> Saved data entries

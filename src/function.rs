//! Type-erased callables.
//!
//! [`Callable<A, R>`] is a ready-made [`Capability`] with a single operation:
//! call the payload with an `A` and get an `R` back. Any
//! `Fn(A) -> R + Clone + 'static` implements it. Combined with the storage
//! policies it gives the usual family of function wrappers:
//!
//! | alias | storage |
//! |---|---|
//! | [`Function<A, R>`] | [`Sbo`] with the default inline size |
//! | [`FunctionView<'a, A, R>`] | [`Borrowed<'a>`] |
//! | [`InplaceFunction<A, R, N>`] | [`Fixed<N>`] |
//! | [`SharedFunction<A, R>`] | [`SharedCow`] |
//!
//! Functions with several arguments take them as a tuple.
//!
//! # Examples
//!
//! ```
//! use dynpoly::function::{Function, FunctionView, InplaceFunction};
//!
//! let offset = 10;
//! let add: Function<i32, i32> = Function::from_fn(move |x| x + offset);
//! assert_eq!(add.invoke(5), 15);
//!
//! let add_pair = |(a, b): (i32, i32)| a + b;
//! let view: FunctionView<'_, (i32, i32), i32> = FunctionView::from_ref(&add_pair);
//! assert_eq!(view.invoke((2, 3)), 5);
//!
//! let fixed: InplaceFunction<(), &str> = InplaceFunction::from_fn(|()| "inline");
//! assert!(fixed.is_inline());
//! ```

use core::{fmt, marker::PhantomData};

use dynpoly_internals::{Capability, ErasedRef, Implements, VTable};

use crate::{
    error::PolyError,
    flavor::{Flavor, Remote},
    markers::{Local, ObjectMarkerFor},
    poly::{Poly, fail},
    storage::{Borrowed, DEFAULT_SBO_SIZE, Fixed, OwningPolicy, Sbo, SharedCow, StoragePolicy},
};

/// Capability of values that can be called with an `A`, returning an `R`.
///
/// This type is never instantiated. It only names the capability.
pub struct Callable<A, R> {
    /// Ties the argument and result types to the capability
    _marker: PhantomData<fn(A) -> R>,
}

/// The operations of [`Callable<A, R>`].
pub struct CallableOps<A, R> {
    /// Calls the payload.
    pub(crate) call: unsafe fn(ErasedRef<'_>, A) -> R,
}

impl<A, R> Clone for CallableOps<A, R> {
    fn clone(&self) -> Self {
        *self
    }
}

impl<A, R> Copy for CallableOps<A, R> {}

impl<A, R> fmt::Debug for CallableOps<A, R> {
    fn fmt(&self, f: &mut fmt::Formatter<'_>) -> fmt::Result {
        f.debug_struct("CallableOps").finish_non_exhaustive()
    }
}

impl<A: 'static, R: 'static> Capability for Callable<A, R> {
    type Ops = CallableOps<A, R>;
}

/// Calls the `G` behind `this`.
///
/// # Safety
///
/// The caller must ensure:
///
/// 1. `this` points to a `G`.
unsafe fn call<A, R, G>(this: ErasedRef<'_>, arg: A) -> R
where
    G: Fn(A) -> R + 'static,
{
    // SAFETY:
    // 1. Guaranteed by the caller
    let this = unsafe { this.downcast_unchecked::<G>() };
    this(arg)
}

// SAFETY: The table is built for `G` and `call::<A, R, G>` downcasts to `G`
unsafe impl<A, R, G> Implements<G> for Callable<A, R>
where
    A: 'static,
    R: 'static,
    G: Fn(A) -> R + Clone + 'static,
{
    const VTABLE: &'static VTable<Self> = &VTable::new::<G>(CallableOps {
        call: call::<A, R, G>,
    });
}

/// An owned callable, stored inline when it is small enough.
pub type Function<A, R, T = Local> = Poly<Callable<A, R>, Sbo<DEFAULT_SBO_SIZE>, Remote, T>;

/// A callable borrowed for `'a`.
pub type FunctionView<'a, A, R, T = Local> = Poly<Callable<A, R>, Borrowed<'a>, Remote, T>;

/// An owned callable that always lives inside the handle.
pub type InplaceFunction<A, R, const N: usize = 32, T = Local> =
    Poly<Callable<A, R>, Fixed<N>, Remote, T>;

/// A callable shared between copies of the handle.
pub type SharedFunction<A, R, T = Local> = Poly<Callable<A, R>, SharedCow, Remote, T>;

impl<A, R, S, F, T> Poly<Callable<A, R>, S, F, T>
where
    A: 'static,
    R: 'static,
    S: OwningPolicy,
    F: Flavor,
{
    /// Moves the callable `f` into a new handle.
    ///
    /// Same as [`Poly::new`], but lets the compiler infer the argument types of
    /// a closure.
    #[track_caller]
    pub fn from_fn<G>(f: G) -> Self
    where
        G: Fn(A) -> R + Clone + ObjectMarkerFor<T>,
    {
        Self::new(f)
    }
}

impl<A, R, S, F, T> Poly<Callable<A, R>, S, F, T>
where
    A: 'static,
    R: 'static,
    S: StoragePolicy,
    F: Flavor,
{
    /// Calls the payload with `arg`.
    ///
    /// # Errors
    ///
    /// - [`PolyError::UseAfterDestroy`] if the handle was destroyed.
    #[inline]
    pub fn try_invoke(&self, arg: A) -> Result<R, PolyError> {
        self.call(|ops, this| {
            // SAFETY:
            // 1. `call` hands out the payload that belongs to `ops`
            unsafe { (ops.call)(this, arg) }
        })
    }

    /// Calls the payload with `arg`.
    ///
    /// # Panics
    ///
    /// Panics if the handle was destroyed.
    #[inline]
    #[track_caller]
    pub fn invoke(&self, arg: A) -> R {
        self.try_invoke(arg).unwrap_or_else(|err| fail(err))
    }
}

> TO DO
If a line above holds the string "FunctionView", copy it out.

> WORKED SOLUTION
//! | [`FunctionView<'a, A, R>`] | [`Borrowed<'a>`] |
//! use dynpoly::function::{Function, FunctionView, InplaceFunction};
//! let view: FunctionView<'_, (i32, i32), i32> = FunctionView::from_ref(&add_pair);
pub type FunctionView<'a, A, R, T = Local> = Poly<Callable<A, R>, Borrowed<'a>, Remote, T>;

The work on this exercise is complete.